Return the lines below exactly as they appear, please, starting with the first and ending with the one that contains "for message selection".

Stored data:
---

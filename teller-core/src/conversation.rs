//! Context selection for model calls
//!
//! The conversation itself is owned by the checkpointer and passed into each
//! agent invocation; a [`ContextPolicy`] only decides which suffix of it is
//! sent to the model.
//!
//! - [`SlidingWindow`] - Default. Token-aware, keeps the most recent
//!   messages that fit within the context window.
//! - [`LastN`] - Keeps the last N messages.
//! - [`NoOp`] - Pass-through, no truncation.

use crate::types::{Message, Role};

/// Context limits for message selection
#[derive(Debug, Clone, Copy)]
pub struct ContextLimits {
    /// Maximum tokens available for context
    pub max_context_tokens: usize,
}

impl ContextLimits {
    pub fn new(max_context_tokens: usize) -> Self {
        Self { max_context_tokens }
    }
}

/// Information about context usage
#[derive(Debug, Clone)]
pub struct ContextUsage {
    /// Estimated token count for messages that will be sent
    pub context_tokens: usize,
    /// Total messages in the conversation
    pub total_messages: usize,
    /// Messages that will be sent to the model
    pub context_messages: usize,
    /// Maximum context tokens for the model
    pub max_context_tokens: usize,
    /// Fraction of context used (0.0 - 1.0)
    pub usage_percentage: f32,
}

/// Token estimator function type
pub type TokenEstimator<'a> = &'a dyn Fn(&[Message]) -> usize;

/// Strategy for choosing the messages sent on each model call
pub trait ContextPolicy: Send + Sync {
    /// Select the messages to send, in chronological order
    fn select(
        &self,
        messages: &[Message],
        limits: ContextLimits,
        estimate_tokens: TokenEstimator<'_>,
    ) -> Vec<Message>;

    /// Context usage statistics for `messages`
    fn context_usage(
        &self,
        messages: &[Message],
        limits: ContextLimits,
        estimate_tokens: TokenEstimator<'_>,
    ) -> ContextUsage {
        let selected = self.select(messages, limits, estimate_tokens);
        let context_tokens = estimate_tokens(&selected);
        let max_context_tokens = limits.max_context_tokens;

        ContextUsage {
            context_tokens,
            total_messages: messages.len(),
            context_messages: selected.len(),
            max_context_tokens,
            usage_percentage: if max_context_tokens > 0 {
                context_tokens as f32 / max_context_tokens as f32
            } else {
                0.0
            },
        }
    }
}

pub type BoxedContextPolicy = Box<dyn ContextPolicy>;

/// Sliding window policy (default)
///
/// Keeps as many recent messages as fit in the window after reserving room
/// for the system prompt and the response. Never fails on overflow.
#[derive(Debug, Clone)]
pub struct SlidingWindow {
    /// Fraction of context to reserve for system prompt (0.0 - 0.5)
    system_prompt_reserve: f32,
    /// Fraction of context to reserve for model response (0.0 - 0.5)
    response_reserve: f32,
}

impl Default for SlidingWindow {
    fn default() -> Self {
        Self::new()
    }
}

impl SlidingWindow {
    /// 10% reserved for the system prompt, 20% for the response
    pub fn new() -> Self {
        Self {
            system_prompt_reserve: 0.10,
            response_reserve: 0.20,
        }
    }

    pub fn with_reserve(system_prompt_reserve: f32, response_reserve: f32) -> Self {
        Self {
            system_prompt_reserve: system_prompt_reserve.clamp(0.0, 0.5),
            response_reserve: response_reserve.clamp(0.0, 0.5),
        }
    }

    fn available_tokens(&self, limits: ContextLimits) -> usize {
        let max = limits.max_context_tokens;
        let reserved = (max as f32 * (self.system_prompt_reserve + self.response_reserve)) as usize;
        max.saturating_sub(reserved)
    }
}

impl ContextPolicy for SlidingWindow {
    fn select(
        &self,
        messages: &[Message],
        limits: ContextLimits,
        estimate_tokens: TokenEstimator<'_>,
    ) -> Vec<Message> {
        let available = self.available_tokens(limits);

        let mut total_tokens = 0;
        let mut start = messages.len();
        for (idx, message) in messages.iter().enumerate().rev() {
            let msg_tokens = estimate_tokens(std::slice::from_ref(message));
            if total_tokens + msg_tokens > available {
                break;
            }
            total_tokens += msg_tokens;
            start = idx;
        }

        drop_orphaned_tool_results(&messages[start..])
    }
}

/// Keeps the last `n` messages
#[derive(Debug, Clone, Copy)]
pub struct LastN(pub usize);

impl ContextPolicy for LastN {
    fn select(
        &self,
        messages: &[Message],
        _limits: ContextLimits,
        _estimate_tokens: TokenEstimator<'_>,
    ) -> Vec<Message> {
        let start = messages.len().saturating_sub(self.0);
        drop_orphaned_tool_results(&messages[start..])
    }
}

/// Sends the whole conversation
#[derive(Debug, Clone, Copy, Default)]
pub struct NoOp;

impl ContextPolicy for NoOp {
    fn select(
        &self,
        messages: &[Message],
        _limits: ContextLimits,
        _estimate_tokens: TokenEstimator<'_>,
    ) -> Vec<Message> {
        messages.to_vec()
    }
}

/// Drop leading messages until the window starts on a message that does not
/// answer a tool call cut off by truncation.
fn drop_orphaned_tool_results(window: &[Message]) -> Vec<Message> {
    let start = window
        .iter()
        .position(|m| !(m.role == Role::User && m.is_tool_result()))
        .unwrap_or(window.len());
    window[start..].to_vec()
}

#[cfg(test)]
mod tests {
    use super::*;
    use crate::types::{ToolResultBlock, ToolUseBlock};

    fn estimate(messages: &[Message]) -> usize {
        messages.iter().map(|m| m.text().len()).sum()
    }

    fn conversation(n: usize) -> Vec<Message> {
        (0..n)
            .map(|i| {
                if i % 2 == 0 {
                    Message::user(format!("u{:03}", i))
                } else {
                    Message::assistant(format!("a{:03}", i))
                }
            })
            .collect()
    }

    #[test]
    fn test_sliding_window_keeps_recent_messages() {
        let messages = conversation(10);
        let selected = SlidingWindow::new().select(&messages, ContextLimits::new(20), &estimate);

        // 20 * 0.7 = 14 tokens -> 3 messages
        assert_eq!(selected.len(), 3);
        assert_eq!(selected.last().unwrap().text(), "a009");
        assert_eq!(selected[0].text(), "a007");
    }

    #[test]
    fn test_sliding_window_everything_fits() {
        let messages = conversation(4);
        let selected = SlidingWindow::new().select(&messages, ContextLimits::new(1000), &estimate);
        assert_eq!(selected, messages);
    }

    #[test]
    fn test_with_reserve_clamps() {
        let policy = SlidingWindow::with_reserve(0.9, 0.9);
        assert_eq!(policy.available_tokens(ContextLimits::new(100)), 0);
    }

    #[test]
    fn test_window_never_starts_on_tool_result() {
        let messages = vec![
            Message::user("question"),
            Message::assistant_with_tool_use(
                "",
                vec![ToolUseBlock {
                    id: "1".into(),
                    name: "lookup".into(),
                    input: serde_json::json!({}),
                }],
            ),
            Message::tool_results(vec![ToolResultBlock::success("1", "r")]),
            Message::assistant("answer"),
        ];

        let selected = LastN(2).select(&messages, ContextLimits::new(0), &estimate);
        assert_eq!(selected.len(), 1);
        assert_eq!(selected[0].text(), "answer");
    }

    #[test]
    fn test_last_n_and_noop() {
        let messages = conversation(6);
        assert_eq!(
            LastN(10).select(&messages, ContextLimits::new(0), &estimate).len(),
            6
        );
        assert_eq!(
            NoOp.select(&messages, ContextLimits::new(0), &estimate).len(),
            6
        );
    }

    #[test]
    fn test_context_usage() {
        let messages = conversation(10);
        let usage = LastN(5).context_usage(&messages, ContextLimits::new(40), &estimate);
        assert_eq!(usage.total_messages, 10);
        assert_eq!(usage.context_messages, 5);
        assert_eq!(usage.context_tokens, 20);
        assert!((usage.usage_percentage - 0.5).abs() < f32::EPSILON);
    }
}
//! Model providers
//!
//! Every model the assistant talks to sits behind [`ModelProvider`]. The one
//! HTTP implementation, [`OpenAiCompatProvider`], speaks the chat-completions
//! wire format, which both OpenAI and Gemini's compatibility endpoint accept.

pub mod openai;
pub mod retry;

use std::sync::Arc;

use crate::types::{Message, ToolDefinition};

pub use openai::OpenAiCompatProvider;
pub use retry::{RetryCallback, RetryConfig, RetryInfo};

pub use crate::model::ModelResponse;

/// Why a model call failed
///
/// The variants drive retry decisions (see [`retry::is_retryable_error`]) and
/// map one-to-one onto the top-level [`crate::Error`] categories.
#[derive(Debug, thiserror::Error)]
pub enum ProviderError {
    /// Missing or rejected API key (HTTP 401/403)
    #[error("Authentication failed: {0}")]
    Authentication(String),

    /// HTTP 429
    #[error("Rate limited: {0}")]
    RateLimited(String),

    /// The request never got a response
    #[error("Network error: {0}")]
    Network(String),

    /// The model refused or the reply could not be understood
    #[error("Model error: {0}")]
    Model(String),

    /// HTTP 5xx
    #[error("Service unavailable: {0}")]
    ServiceUnavailable(String),

    /// Bad model id, unknown vendor, unusable base URL
    #[error("Invalid configuration: {0}")]
    Configuration(String),

    #[error("{0}")]
    Other(String),
}

/// A chat model that can call tools
///
/// Agents, supervisors, table agents and the prompt optimizer all hold an
/// `Arc<dyn ModelProvider>`, so one provider is usually shared by several of
/// them.
#[async_trait::async_trait]
pub trait ModelProvider: Send + Sync {
    /// Display name, e.g. "o3-mini"
    fn name(&self) -> &str;

    /// Input window in tokens; context policies trim history to fit
    fn max_context_tokens(&self) -> usize;

    /// Completion limit sent with each request
    fn max_output_tokens(&self) -> usize;

    /// Rough token count, four bytes per token
    fn estimate_token_count(&self, text: &str) -> usize {
        text.len().div_ceil(4)
    }

    /// Rough token count for a message list
    fn estimate_message_tokens(&self, messages: &[Message]) -> usize {
        messages
            .iter()
            .map(|message| {
                // per-message role overhead
                4 + message
                    .content
                    .iter()
                    .map(|block| self.estimate_token_count(&format!("{:?}", block)))
                    .sum::<usize>()
            })
            .sum()
    }

    /// One completion over `messages`, offering `tools`
    async fn generate(
        &self,
        messages: Vec<Message>,
        tools: Vec<ToolDefinition>,
        system_prompt: Option<String>,
    ) -> Result<ModelResponse, ProviderError>;
}

#[async_trait::async_trait]
impl<P: ModelProvider + ?Sized> ModelProvider for Arc<P> {
    fn name(&self) -> &str {
        (**self).name()
    }

    fn max_context_tokens(&self) -> usize {
        (**self).max_context_tokens()
    }

    fn max_output_tokens(&self) -> usize {
        (**self).max_output_tokens()
    }

    fn estimate_token_count(&self, text: &str) -> usize {
        (**self).estimate_token_count(text)
    }

    fn estimate_message_tokens(&self, messages: &[Message]) -> usize {
        (**self).estimate_message_tokens(messages)
    }

    async fn generate(
        &self,
        messages: Vec<Message>,
        tools: Vec<ToolDefinition>,
        system_prompt: Option<String>,
    ) -> Result<ModelResponse, ProviderError> {
        (**self).generate(messages, tools, system_prompt).await
    }
}
//! Fake collaborators and app builders shared across test files.
#![allow(dead_code)]

use std::sync::Arc;

use async_trait::async_trait;
use parking_lot::Mutex;
use teller_cli::assistant::{self, BankingModels, Collaborators};
use teller_core::test_utils::MockProvider;
use teller_core::{App, Checkpointer, InMemoryCheckpointer, InMemoryStore, Store, ToolError};
use teller_tools::banking::{CustomerDirectory, DocumentRetriever, PendingTransactions};

/// Answers every collaborator call from fixed data and records the queries
#[derive(Default)]
pub struct FakeBank {
    pub queries: Mutex<Vec<String>>,
}

#[async_trait]
impl DocumentRetriever for FakeBank {
    async fn retrieve(&self, query: &str) -> Result<Vec<String>, ToolError> {
        self.queries.lock().push(query.to_string());
        Ok(vec![
            "Cash ISA Saver, accounts opened on or after 18/02/25: 4.25% AER variable".to_string(),
        ])
    }
}

#[async_trait]
impl PendingTransactions for FakeBank {
    async fn pending_tx(&self, query: &str) -> Result<String, ToolError> {
        self.queries.lock().push(query.to_string());
        Ok("Customer C004 has 2 pending transactions totalling 200.00".to_string())
    }
}

#[async_trait]
impl CustomerDirectory for FakeBank {
    async fn customer_details(&self, query: &str) -> Result<String, ToolError> {
        self.queries.lock().push(query.to_string());
        Ok("Holly Owen has an account balance of 5230.10".to_string())
    }
}

pub fn collaborators(bank: Arc<FakeBank>) -> Collaborators {
    Collaborators {
        retriever: bank.clone(),
        pending: bank.clone(),
        customers: bank,
    }
}

/// The banking app over scripted models and the fake bank
pub async fn banking_app(
    supervisor: &MockProvider,
    worker: &MockProvider,
    bank: Arc<FakeBank>,
    checkpointer: Arc<dyn Checkpointer>,
) -> App {
    let models = BankingModels {
        worker: Arc::new(worker.clone()),
        supervisor: Arc::new(supervisor.clone()),
    };
    let store: Arc<dyn Store> = Arc::new(InMemoryStore::new());
    assistant::compile(&models, &collaborators(bank), store, checkpointer)
        .await
        .unwrap()
}

pub async fn in_memory_banking_app(supervisor: &MockProvider, worker: &MockProvider) -> App {
    banking_app(
        supervisor,
        worker,
        Arc::new(FakeBank::default()),
        Arc::new(InMemoryCheckpointer::new()),
    )
    .await
}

---

## EXERCISE OUTPUT
filename teller-core/src/conversation.rs
//! Context selection for model calls
//!
//! The conversation itself is owned by the checkpointer and passed into each
//! agent invocation; a [`ContextPolicy`] only decides which suffix of it is
//! sent to the model.
//!
//! - [`SlidingWindow`] - Default. Token-aware, keeps the most recent
//!   messages that fit within the context window.
//! - [`LastN`] - Keeps the last N messages.
//! - [`NoOp`] - Pass-through, no truncation.

use crate::types::{Message, Role};

/// Context limits for message selection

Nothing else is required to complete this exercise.